§ EXERCISE BRIEF: Please return every line from the entries that has the string "mean" in it.

§ RECORDS SHOWN:
== Segment start ==

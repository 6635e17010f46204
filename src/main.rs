use std::path::{Path, PathBuf};

use anyhow::Context;
use burn::backend::{Autodiff, NdArray};
use clap::Parser;

use yolo_text_detection::data::directory_stats;
use yolo_text_detection::training::{Trainer, TrainingConfig};

type MyBackend = NdArray;
type MyAutodiffBackend = Autodiff<MyBackend>;

#[derive(Parser, Debug)]
#[command(author, version, about = "Train the YOLO-style text detector", long_about = None)]
struct Args {
    /// Training config; a default one is written here if missing
    #[arg(short, long, default_value = "configs/train_config.yaml")]
    config: PathBuf,

    /// Print per-channel mean/std of the images under this directory and exit
    #[arg(long)]
    stats: Option<PathBuf>,
}

fn load_or_create_config(path: &Path) -> anyhow::Result<TrainingConfig> {
    if path.exists() {
        println!("Loading config from {}", path.display());
        return TrainingConfig::from_yaml(path).with_context(|| format!("reading {}", path.display()));
    }
    let config = TrainingConfig::default();
    config
        .save(path)
        .with_context(|| format!("writing default config to {}", path.display()))?;
    println!("Created default config at {}", path.display());
    Ok(config)
}

fn main() -> anyhow::Result<()> {
    env_logger::builder()
        .filter_level(log::LevelFilter::Info)
        .parse_default_env()
        .init();

    let args = Args::parse();

    if let Some(dir) = args.stats {
        let norm = directory_stats(&dir).with_context(|| format!("computing statistics of {}", dir.display()))?;
        println!("mean: {:?}", norm.mean);
        println!("std:  {:?}", norm.std);
        return Ok(());
    }

    println!("Text Detector Training (CPU)");
    println!("============================\n");

    let config = load_or_create_config(&args.config)?;

    println!("\nTraining Configuration:");
    println!("  Train annotations: {}", config.train_annotations);
    println!("  Val annotations: {}", config.val_annotations);
    println!("  Anchors: {}", config.anchors_path);
    println!("  Epochs: {}", config.epochs);
    println!("  Batch size: {}", config.batch_size);
    println!("  Learning rate: {}", config.learning_rate);
    println!("  Canvas: {}x{}", config.desired_size, config.desired_size);
    println!("  NMS thresholds: {:?}", config.nms_thresholds);
    println!("  Save dir: {}", config.save_dir);
    println!();

    let device = Default::default();
    let mut trainer = Trainer::<MyAutodiffBackend>::new(config, device).context("building trainer")?;
    let state = trainer.train().context("training failed")?;

    if let Some((epoch, loss)) = state.best {
        println!("Best validation loss {:.4} at epoch {}", loss, epoch);
    }
    Ok(())
}
/// Percent-complete markers for one pass over a loader, one per 5 %.
///
/// Owned by the epoch loop; a fresh value is created for every epoch.
#[derive(Debug, Clone)]
pub struct ProgressMarkers {
    total: usize,
    step: u32,
    next: u32,
}

impl ProgressMarkers {
    pub const STEP: u32 = 5;

    pub fn new(total_batches: usize) -> Self {
        Self {
            total: total_batches,
            step: Self::STEP,
            next: Self::STEP,
        }
    }

    /// Markers crossed after `completed` batches, in increasing order. Each
    /// marker is returned once.
    pub fn advance(&mut self, completed: usize) -> Vec<u32> {
        if self.total == 0 {
            return Vec::new();
        }
        let percent = (completed.min(self.total) * 100 / self.total) as u32;
        let mut crossed = Vec::new();
        while self.next <= 100 && percent >= self.next {
            crossed.push(self.next);
            self.next += self.step;
        }
        crossed
    }

    pub fn is_done(&self) -> bool {
        self.next > 100
    }
}

#[cfg(test)]
mod tests {
    use super::*;

    #[test]
    fn test_every_five_percent() {
        let mut markers = ProgressMarkers::new(40);
        let mut seen = Vec::new();
        for done in 1..=40 {
            seen.extend(markers.advance(done));
        }
        assert_eq!(seen, (1..=20).map(|i| i * 5).collect::<Vec<u32>>());
        assert!(markers.is_done());
    }

    #[test]
    fn test_short_loader_emits_all_markers() {
        let mut markers = ProgressMarkers::new(3);
        assert_eq!(markers.advance(1), vec![5, 10, 15, 20, 25, 30]);
        assert_eq!(markers.advance(1), Vec::<u32>::new());
        assert_eq!(markers.advance(3).last(), Some(&100));
        assert!(ProgressMarkers::new(0).advance(5).is_empty());
    }
}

== Segment end ==

§ EXERCISE RESULT:
    /// Print per-channel mean/std of the images under this directory and exit
        println!("mean: {:?}", norm.mean);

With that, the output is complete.